Quantitative extrapolation from single-tags (QuEST) immunofluorescence microscopy to derive TCR signalosome stoichiometries in human primary T cells

Upon T cell receptor (TCR) engagement, a T cell forms an immunological synapse (IS) with an antigen-presenting cell (APC), which can be mimicked by purified ligands on supported lipid bilayers (SLBs). Microvilli actively scan the surface; upon initial engagement, F-actin-dependent TCR microclusters form, and the central supramolecular activation cluster (cSMAC) sustains TCR signaling in CD8⁺ T cells. Although signaling activities within the IS have been observed qualitatively through total internal reflection immunofluorescence microscopy, the stoichiometric relationships among the components of the TCR signalosome remain unknown. In this study, we employed a two-step approach to quantify the components of the TCR signalosome. First, Jurkat cell lines expressing GFP-tagged proteins on a knockout background were used to calibrate fluorescence intensity (IF) signals against molecular copy numbers, based on measurements of single-tag signals and multiple corrections.
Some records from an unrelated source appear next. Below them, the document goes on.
//! Core types for the persistence layer.
//!
//! - [`Document`] and identifier helpers
//! - [`Filter`], [`Projection`], [`Patch`] - Backend-neutral query shapes
//! - [`CollectionRef`], [`IndexSpec`] - Physical targets and their indexes
//! - [`ChangeEvent`], [`ChangeKind`] - Change feed payloads

mod change;
mod collection;
mod document;
mod query;

pub use change::{ChangeEvent, ChangeKind};
pub use collection::{CollectionRef, IndexKey, IndexKind, IndexSpec};
pub use document::{Document, document_id, ensure_id, generate_id, into_document};
pub use query::{Filter, Patch, Projection};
In the second step, this calibration was applied to determine the stoichiometries of key TCR signalosome components, including TCR, CD8, CD28, CD45, PD-1, Lck, ZAP-70, LAT, and PLCγ1, across scanning, early activation, and sustained activation states in human primary T cells. We refer to the method as quantitative extrapolation from single-tags (QuEST) immunofluorescence microscopy. Applying the QuEST, we were surprised to find that the ZAP-70:TCR ratio in microclusters and the cSMAC was 1:1, far from the potential 10:1 ratio. Nanoscale structures of the TCR signalosome were further captured using direct stochastic optical reconstruction microscopy (dSTORM), confirming that ZAP-70 was strongly co-localized with the TCR. Moreover, we applied QuEST to confirm the presence of T cell intrinsic CD28 recruitment, independent of CD80 or CD86 on SLBs, during TCR activation. This T cell intrinsic CD28 recruitment could be disrupted through engagement of PD-1 with PD-L1 on SLBs. This shows that PD-1 engagement can disrupt T cell intrinsic CD28 costimulation. QuEST provides a broadly applicable pipeline for quantitative analysis of TCR signalosomes in human primary cells, enabling a quantitative basis for the rational manipulation and engineering of the TCR signalosome in immunotherapies.